Shows like the one held last weekend in Taylor are overseen by the Canadian Kennel Club. Dogs are judged on several different characteristics and awarded championship points. As a result, Smoler says this particular show attracts competitors from all over.

“They campaign their dogs. You know, we've had people from the Yukon. We've had people from the States... as far as Ontario. If it's a judge you like and you want to show under, you make the trek," she said.

Grant Townsend, a retired high school teacher from Edmonton, who now lives in Victoria, is a certified CKC judge and one of the show's favourites. He says he considers a number of factors when adjudicating a show dog, starting with silhoutte.

“How close the dog comes to their breed standard. I want to see that it looks like a Shiba (for example), has all the components. When you're judging it individually, you look at the head, top line, tail set, bone...teeth.”

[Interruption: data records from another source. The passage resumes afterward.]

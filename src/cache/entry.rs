//! Cache Entry Module
//!
//! Resident entries of the memory tier and the removal notices it hands back.

// == Cache Entry ==
/// A value resident in the memory tier together with its measured size.
#[derive(Debug, Clone)]
pub struct CacheEntry<V> {
    pub value: V,
    /// Size in bytes, measured once at insertion and never re-measured
    pub size: usize,
}

impl<V> CacheEntry<V> {
    pub fn new(value: V, size: usize) -> Self {
        Self { value, size }
    }
}

// == Removal Cause ==
/// Why an entry left the memory tier.
#[derive(Debug, Clone, Copy, PartialEq, Eq)]
pub enum RemovalCause {
    /// Removed by the store to get back under capacity
    Evicted,
    /// Overwritten by a `put` for the same key
    Replaced,
    /// Removed by the caller
    Explicit,
}

// == Removal ==
/// Notice of an entry leaving the memory tier.
///
/// Returned from every mutating call instead of being pushed through a
/// listener; the receiver owns `old_value` and decides what to do with it.
#[derive(Debug, Clone)]
pub struct Removal<V> {
    pub key: String,
    pub old_value: V,
    /// The value that took its place, only set for [`RemovalCause::Replaced`]
    pub new_value: Option<V>,
    pub cause: RemovalCause,
}

impl<V> Removal<V> {
    pub(crate) fn evicted(key: String, old_value: V) -> Self {
        Self {
            key,
            old_value,
            new_value: None,
            cause: RemovalCause::Evicted,
        }
    }

    pub(crate) fn replaced(key: String, old_value: V, new_value: V) -> Self {
        Self {
            key,
            old_value,
            new_value: Some(new_value),
            cause: RemovalCause::Replaced,
        }
    }

    pub(crate) fn explicit(key: String, old_value: V) -> Self {
        Self {
            key,
            old_value,
            new_value: None,
            cause: RemovalCause::Explicit,
        }
    }

    /// True when the store removed the entry on its own to satisfy capacity.
    pub fn is_eviction(&self) -> bool {
        self.cause == RemovalCause::Evicted
    }
}
//! Memory Tier Module
//!
//! Size-bounded in-memory store with LRU eviction and explicit removal notices.

mod entry;
mod lru;
mod stats;
mod store;


// Re-export public types
pub use entry::{CacheEntry, Removal, RemovalCause};
pub use lru::RecencyList;
pub use stats::CacheStats;
pub use store::{SizedEntryStore, Sizer};
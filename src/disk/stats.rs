//! Disk tier statistics.

use serde::Serialize;

/// Counters and occupancy for the disk tier.
#[derive(Debug, Clone, Default, Serialize, PartialEq)]
pub struct DiskStats {
    /// Reads that found a committed entry
    pub hits: u64,
    /// Reads for absent keys
    pub misses: u64,
    /// Entries removed to satisfy capacity
    pub evictions: u64,
    /// Committed edits
    pub commits: u64,
    /// Committed entries on disk
    pub entry_count: usize,
    /// Bytes of committed entries
    pub size: u64,
    pub max_size: u64,
}

impl DiskStats {
    pub fn hit_rate(&self) -> f64 {
        let total = self.hits + self.misses;
        if total == 0 {
            0.0
        } else {
            self.hits as f64 / total as f64
        }
    }

    /// Fraction of the capacity in use (0.0 to 1.0 under normal operation).
    pub fn utilization(&self) -> f64 {
        if self.max_size == 0 {
            0.0
        } else {
            self.size as f64 / self.max_size as f64
        }
    }
}

#[cfg(test)]
mod tests {
    use super::*;

    #[test]
    fn test_ratios() {
        let stats = DiskStats {
            hits: 1,
            misses: 3,
            size: 25,
            max_size: 100,
            ..Default::default()
        };
        assert_eq!(stats.hit_rate(), 0.25);
        assert_eq!(stats.utilization(), 0.25);
        assert_eq!(DiskStats::default().utilization(), 0.0);
    }
}
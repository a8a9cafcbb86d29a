//! Disk Store Module
//!
//! Persistent tier: a journaled, size-bounded key to byte-blob store with
//! least-recently-used eviction.

use std::collections::{HashMap, HashSet};
use std::fs::{self, File};
use std::io::{self, BufWriter, Write};
use std::path::{Path, PathBuf};
use std::sync::{Mutex, MutexGuard, PoisonError};

use tracing::{debug, info, warn};

use crate::cache::RecencyList;
use crate::disk::journal::{self, JournalRecord, JournalWriter};
use crate::disk::{validate_key, DiskStats};
use crate::error::{PoolError, Result};

/// Rebuild the journal once this many records no longer describe live state.
const REDUNDANT_OP_COMPACT_THRESHOLD: usize = 2000;

// == Store State ==
struct DiskState {
    directory: PathBuf,
    app_version: u32,
    max_size: u64,
    /// Sum of committed entry lengths
    size: u64,
    /// Committed entries and their lengths
    entries: HashMap<String, u64>,
    lru: RecencyList,
    /// Keys with an open editor
    editing: HashSet<String>,
    /// `None` once closed
    journal: Option<JournalWriter>,
    redundant_ops: usize,
    stats: DiskStats,
}

impl DiskState {
    fn journal(&mut self) -> Result<&mut JournalWriter> {
        self.journal.as_mut().ok_or(PoolError::StoreClosed)
    }

    fn append(&mut self, record: JournalRecord) -> Result<()> {
        self.journal()?.append(&record)
    }

    /// Deletes a committed entry and records its removal.
    fn remove_entry(&mut self, key: &str) -> Result<bool> {
        let Some(len) = self.entries.remove(key) else {
            return Ok(false);
        };
        self.lru.remove(key);
        self.size = self.size.saturating_sub(len);

        if let Err(e) = fs::remove_file(clean_path(&self.directory, key)) {
            if e.kind() != io::ErrorKind::NotFound {
                return Err(e.into());
            }
        }

        self.redundant_ops += 1;
        self.append(JournalRecord::Remove {
            key: key.to_string(),
        })?;
        Ok(true)
    }

    // == Trim ==
    fn trim_to_size(&mut self) -> Result<()> {
        while self.size > self.max_size {
            let Some(key) = self.lru.peek_oldest().map(str::to_string) else {
                break;
            };
            self.remove_entry(&key)?;
            self.stats.evictions += 1;
            debug!(key = %key, "Disk entry evicted");
        }
        Ok(())
    }

    fn needs_rebuild(&self) -> bool {
        self.redundant_ops >= REDUNDANT_OP_COMPACT_THRESHOLD
            && self.redundant_ops >= self.entries.len()
    }

    /// Rewrites the journal to describe only the current state.
    ///
    /// On failure the previous journal is still in place and is reopened for
    /// appending, so the store stays usable.
    fn rebuild_journal(&mut self) -> Result<()> {
        // Committed values first, so replay keeps an in-flight edit pending
        let mut records: Vec<JournalRecord> = self
            .lru
            .iter()
            .map(|key| JournalRecord::Clean {
                key: key.to_string(),
                len: self.entries.get(key).copied().unwrap_or(0),
            })
            .collect();
        records.extend(
            self.editing
                .iter()
                .map(|key| JournalRecord::Dirty { key: key.clone() }),
        );

        // Drop the append handle before the rename replaces the file
        self.journal = None;
        match JournalWriter::rewrite(&self.directory, self.app_version, records) {
            Ok(writer) => self.journal = Some(writer),
            Err(e) => {
                self.journal = Some(JournalWriter::open(&self.directory)?);
                return Err(e);
            }
        }
        self.redundant_ops = 0;
        debug!(entries = self.entries.len(), "Journal rebuilt");
        Ok(())
    }

    /// Compacts the journal once enough records are redundant. A failed
    /// compaction is logged and retried on a later operation.
    fn maybe_rebuild(&mut self) -> Result<()> {
        if self.needs_rebuild() {
            if let Err(e) = self.rebuild_journal() {
                warn!(error = %e, "Journal compaction failed, keeping current journal");
                if self.journal.is_none() {
                    return Err(e);
                }
            }
        }
        Ok(())
    }
}
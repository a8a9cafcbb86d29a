//! Journal Module
//!
//! Append-only index of the disk tier, one JSON document per line.
//!
//! The first line is a [`JournalHeader`]; every following line is a
//! [`JournalRecord`]. An entry is present exactly when its last record is
//! `clean`. The journal is only ever replaced wholesale through a temp file
//! and a rename, so a crash leaves either the old or the new journal.

use std::fs::{self, File, OpenOptions};
use std::io::{BufWriter, Write};
use std::path::{Path, PathBuf};

use chrono::{DateTime, Utc};
use serde::{Deserialize, Serialize};
use tracing::debug;

use crate::error::{PoolError, Result};

pub const JOURNAL_FILE: &str = "journal";
pub const JOURNAL_FILE_TMP: &str = "journal.tmp";
pub const JOURNAL_MAGIC: &str = "bitmap_pool.journal";
pub const JOURNAL_VERSION: u32 = 1;

// == Header ==
#[derive(Debug, Clone, PartialEq, Serialize, Deserialize)]
pub struct JournalHeader {
    pub magic: String,
    pub version: u32,
    pub app_version: u32,
    pub created_at: DateTime<Utc>,
}

impl JournalHeader {
    pub fn new(app_version: u32) -> Self {
        Self {
            magic: JOURNAL_MAGIC.to_string(),
            version: JOURNAL_VERSION,
            app_version,
            created_at: Utc::now(),
        }
    }
}

// == Record ==
#[derive(Debug, Clone, PartialEq, Serialize, Deserialize)]
#[serde(tag = "op", rename_all = "lowercase")]
pub enum JournalRecord {
    /// An edit was opened; a matching `clean` or `remove` must follow
    Dirty { key: String },
    /// An edit committed `len` bytes
    Clean { key: String, len: u64 },
    /// The entry is gone
    Remove { key: String },
    /// The entry was read; only affects recency
    Read { key: String },
}

impl JournalRecord {
    pub fn key(&self) -> &str {
        match self {
            JournalRecord::Dirty { key }
            | JournalRecord::Clean { key, .. }
            | JournalRecord::Remove { key }
            | JournalRecord::Read { key } => key,
        }
    }
}

// == Replay ==
/// Parsed contents of an existing journal.
#[derive(Debug)]
pub struct Replay {
    pub header: JournalHeader,
    pub records: Vec<JournalRecord>,
    /// A partially written final line was dropped
    pub truncated_tail: bool,
}

/// Reads and validates the journal in `directory`.
///
/// Any malformed complete line is fatal. Only an unterminated final line,
/// left by a crash during an append, is tolerated.
pub fn replay(directory: &Path, app_version: u32) -> Result<Replay> {
    let content = fs::read_to_string(directory.join(JOURNAL_FILE))?;
    let mut lines: Vec<&str> = content.lines().collect();

    let truncated_tail = !content.is_empty() && !content.ends_with('\n');
    if truncated_tail {
        lines.pop();
    }

    let Some((first, rest)) = lines.split_first() else {
        return Err(corrupt(1, "missing header"));
    };

    let header: JournalHeader =
        serde_json::from_str(first).map_err(|e| corrupt(1, e.to_string()))?;
    if header.magic != JOURNAL_MAGIC {
        return Err(corrupt(1, format!("unexpected magic {:?}", header.magic)));
    }
    if header.version != JOURNAL_VERSION {
        return Err(corrupt(1, format!("unsupported version {}", header.version)));
    }
    if header.app_version != app_version {
        return Err(corrupt(
            1,
            format!(
                "app version {} does not match expected {}",
                header.app_version, app_version
            ),
        ));
    }

    let mut records = Vec::with_capacity(rest.len());
    for (index, line) in rest.iter().enumerate() {
        let record: JournalRecord =
            serde_json::from_str(line).map_err(|e| corrupt(index + 2, e.to_string()))?;
        records.push(record);
    }

    Ok(Replay {
        header,
        records,
        truncated_tail,
    })
}

fn corrupt(line: usize, reason: impl Into<String>) -> PoolError {
    PoolError::CorruptJournal {
        line,
        reason: reason.into(),
    }
}

// == Writer ==
/// Append handle on the live journal.
#[derive(Debug)]
pub struct JournalWriter {
    file: BufWriter<File>,
}

impl JournalWriter {
    /// Opens the existing journal for appending.
    pub fn open(directory: &Path) -> Result<Self> {
        let file = OpenOptions::new()
            .append(true)
            .open(directory.join(JOURNAL_FILE))?;
        Ok(Self {
            file: BufWriter::new(file),
        })
    }

    /// Atomically replaces the journal with a header followed by `records`.
    pub fn rewrite<I>(directory: &Path, app_version: u32, records: I) -> Result<Self>
    where
        I: IntoIterator<Item = JournalRecord>,
    {
        let tmp_path = directory.join(JOURNAL_FILE_TMP);
        {
            let mut out = BufWriter::new(File::create(&tmp_path)?);
            write_line(&mut out, &JournalHeader::new(app_version))?;
            let mut count = 0usize;
            for record in records {
                write_line(&mut out, &record)?;
                count += 1;
            }
            out.flush()?;
            out.get_ref().sync_all()?;
            debug!(path = %tmp_path.display(), records = count, "Journal written");
        }
        fs::rename(&tmp_path, journal_path(directory))?;
        Self::open(directory)
    }

    /// Appends one record and pushes it to the OS.
    pub fn append(&mut self, record: &JournalRecord) -> Result<()> {
        write_line(&mut self.file, record)?;
        self.file.flush()?;
        Ok(())
    }

    /// Forces appended records to stable storage.
    pub fn sync(&mut self) -> Result<()> {
        self.file.flush()?;
        self.file.get_ref().sync_all()?;
        Ok(())
    }
}

fn write_line<W: Write, T: Serialize>(out: &mut W, value: &T) -> Result<()> {
    serde_json::to_writer(&mut *out, value)?;
    out.write_all(b"\n")?;
    Ok(())
}

pub fn journal_path(directory: &Path) -> PathBuf {
    directory.join(JOURNAL_FILE)
}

Townsend says he could do shows almost every weekend year-round, but limits it to once or twice a month.

Smoler, whose six-year-old Great Dane, Zaila, was entered, says the club is fortunate to have such a high-calibre show and hopes it'll be able to maintain it in the future.

The event though, and dog shows, in general, do come with their other challenges.

“When it's a volunteer club, and you don't have the (financial) backing, you're very limited.”

The club is also unable to expand its boundaries past the Dawson Creek area, because of established regions within the CKC.

Although popular, this year's show in Taylor did see a drop in numbers. Smoler felt the climbing price of fuel played a large role.

“Anything we can do. We're always looking for sponsors. We're always looking for donations. It's what keeps our club alive.”